Saved data entries

========================

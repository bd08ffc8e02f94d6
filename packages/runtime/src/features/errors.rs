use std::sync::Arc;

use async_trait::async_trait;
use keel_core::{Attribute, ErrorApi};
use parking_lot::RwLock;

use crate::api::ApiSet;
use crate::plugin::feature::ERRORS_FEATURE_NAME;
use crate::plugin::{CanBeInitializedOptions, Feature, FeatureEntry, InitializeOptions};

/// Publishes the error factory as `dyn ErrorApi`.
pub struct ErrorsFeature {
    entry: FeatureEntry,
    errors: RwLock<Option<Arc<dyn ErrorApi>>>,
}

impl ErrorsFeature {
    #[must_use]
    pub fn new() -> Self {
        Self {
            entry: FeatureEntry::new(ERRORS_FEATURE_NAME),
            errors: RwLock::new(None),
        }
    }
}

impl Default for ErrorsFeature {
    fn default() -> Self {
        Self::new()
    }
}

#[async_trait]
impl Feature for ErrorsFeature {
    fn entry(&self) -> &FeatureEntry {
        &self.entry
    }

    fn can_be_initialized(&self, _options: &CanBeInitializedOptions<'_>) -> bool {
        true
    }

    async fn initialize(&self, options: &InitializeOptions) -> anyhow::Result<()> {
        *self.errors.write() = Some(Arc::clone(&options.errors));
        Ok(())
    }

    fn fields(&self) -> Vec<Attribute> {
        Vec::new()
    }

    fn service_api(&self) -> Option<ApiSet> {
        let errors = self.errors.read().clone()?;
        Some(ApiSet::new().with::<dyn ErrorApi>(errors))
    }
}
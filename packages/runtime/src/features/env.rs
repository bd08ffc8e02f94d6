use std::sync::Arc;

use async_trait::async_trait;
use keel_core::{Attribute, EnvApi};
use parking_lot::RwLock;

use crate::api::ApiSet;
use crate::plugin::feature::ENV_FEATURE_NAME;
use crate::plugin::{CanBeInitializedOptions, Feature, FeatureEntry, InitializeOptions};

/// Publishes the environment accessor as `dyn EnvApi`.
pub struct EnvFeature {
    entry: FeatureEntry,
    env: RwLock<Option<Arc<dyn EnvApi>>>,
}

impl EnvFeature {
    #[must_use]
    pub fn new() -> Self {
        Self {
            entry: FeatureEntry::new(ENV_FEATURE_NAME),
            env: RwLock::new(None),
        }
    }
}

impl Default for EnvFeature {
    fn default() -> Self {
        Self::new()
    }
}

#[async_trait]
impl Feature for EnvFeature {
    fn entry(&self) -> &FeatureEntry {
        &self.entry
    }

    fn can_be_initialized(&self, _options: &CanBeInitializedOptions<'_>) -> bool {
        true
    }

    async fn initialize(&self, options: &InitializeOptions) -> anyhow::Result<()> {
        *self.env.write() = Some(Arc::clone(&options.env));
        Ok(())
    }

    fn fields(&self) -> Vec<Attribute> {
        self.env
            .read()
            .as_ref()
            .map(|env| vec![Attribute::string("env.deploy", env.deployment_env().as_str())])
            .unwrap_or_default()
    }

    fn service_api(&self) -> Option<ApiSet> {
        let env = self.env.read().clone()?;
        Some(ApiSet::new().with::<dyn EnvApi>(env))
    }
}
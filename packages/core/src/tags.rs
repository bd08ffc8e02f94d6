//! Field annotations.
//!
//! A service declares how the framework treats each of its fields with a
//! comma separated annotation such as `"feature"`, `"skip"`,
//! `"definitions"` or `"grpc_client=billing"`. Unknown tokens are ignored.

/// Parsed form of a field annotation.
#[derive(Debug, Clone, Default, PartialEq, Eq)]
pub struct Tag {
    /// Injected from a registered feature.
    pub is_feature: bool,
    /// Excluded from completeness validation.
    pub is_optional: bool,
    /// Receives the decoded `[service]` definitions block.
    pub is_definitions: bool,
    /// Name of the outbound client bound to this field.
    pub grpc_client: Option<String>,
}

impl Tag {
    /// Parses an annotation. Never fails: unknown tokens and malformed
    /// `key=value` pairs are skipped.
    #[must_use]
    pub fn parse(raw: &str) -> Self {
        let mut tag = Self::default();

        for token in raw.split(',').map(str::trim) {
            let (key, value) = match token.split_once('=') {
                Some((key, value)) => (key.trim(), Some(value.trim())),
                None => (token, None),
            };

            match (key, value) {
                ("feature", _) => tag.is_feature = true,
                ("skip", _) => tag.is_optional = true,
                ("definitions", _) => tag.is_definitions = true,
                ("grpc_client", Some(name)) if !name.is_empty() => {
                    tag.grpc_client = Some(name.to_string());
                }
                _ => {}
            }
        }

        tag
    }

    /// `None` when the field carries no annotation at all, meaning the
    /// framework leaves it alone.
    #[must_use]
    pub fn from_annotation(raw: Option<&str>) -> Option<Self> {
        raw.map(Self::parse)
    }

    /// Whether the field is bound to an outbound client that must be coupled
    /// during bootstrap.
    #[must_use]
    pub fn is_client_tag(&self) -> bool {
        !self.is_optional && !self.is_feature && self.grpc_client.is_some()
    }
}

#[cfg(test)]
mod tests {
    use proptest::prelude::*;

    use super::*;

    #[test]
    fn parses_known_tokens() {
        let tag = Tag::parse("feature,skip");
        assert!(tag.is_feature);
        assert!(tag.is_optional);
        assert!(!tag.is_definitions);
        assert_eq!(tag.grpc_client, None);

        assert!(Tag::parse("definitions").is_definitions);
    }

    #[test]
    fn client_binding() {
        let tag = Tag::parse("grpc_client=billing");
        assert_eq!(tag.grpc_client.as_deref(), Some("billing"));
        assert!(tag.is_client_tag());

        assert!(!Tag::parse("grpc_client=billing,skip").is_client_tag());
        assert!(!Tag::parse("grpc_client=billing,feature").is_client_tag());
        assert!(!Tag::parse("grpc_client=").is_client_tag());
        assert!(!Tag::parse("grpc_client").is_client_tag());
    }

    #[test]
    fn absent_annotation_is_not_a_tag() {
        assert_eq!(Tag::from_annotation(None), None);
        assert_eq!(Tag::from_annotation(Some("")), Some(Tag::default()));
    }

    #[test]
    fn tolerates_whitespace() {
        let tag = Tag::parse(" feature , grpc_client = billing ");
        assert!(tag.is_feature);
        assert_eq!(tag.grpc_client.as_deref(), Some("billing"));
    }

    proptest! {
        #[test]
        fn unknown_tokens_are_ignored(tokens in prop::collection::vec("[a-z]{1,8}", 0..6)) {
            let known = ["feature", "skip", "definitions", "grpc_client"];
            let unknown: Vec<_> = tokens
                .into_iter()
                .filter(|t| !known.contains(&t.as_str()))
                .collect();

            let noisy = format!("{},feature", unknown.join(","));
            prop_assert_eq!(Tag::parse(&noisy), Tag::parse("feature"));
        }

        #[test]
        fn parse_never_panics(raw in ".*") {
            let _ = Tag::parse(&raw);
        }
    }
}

========================

Assignment: Could you return all lines from the records that include the word "value"?

Answer space:
    /// `key=value` pairs are skipped.
            let (key, value) = match token.split_once('=') {
                Some((key, value)) => (key.trim(), Some(value.trim())),
            match (key, value) {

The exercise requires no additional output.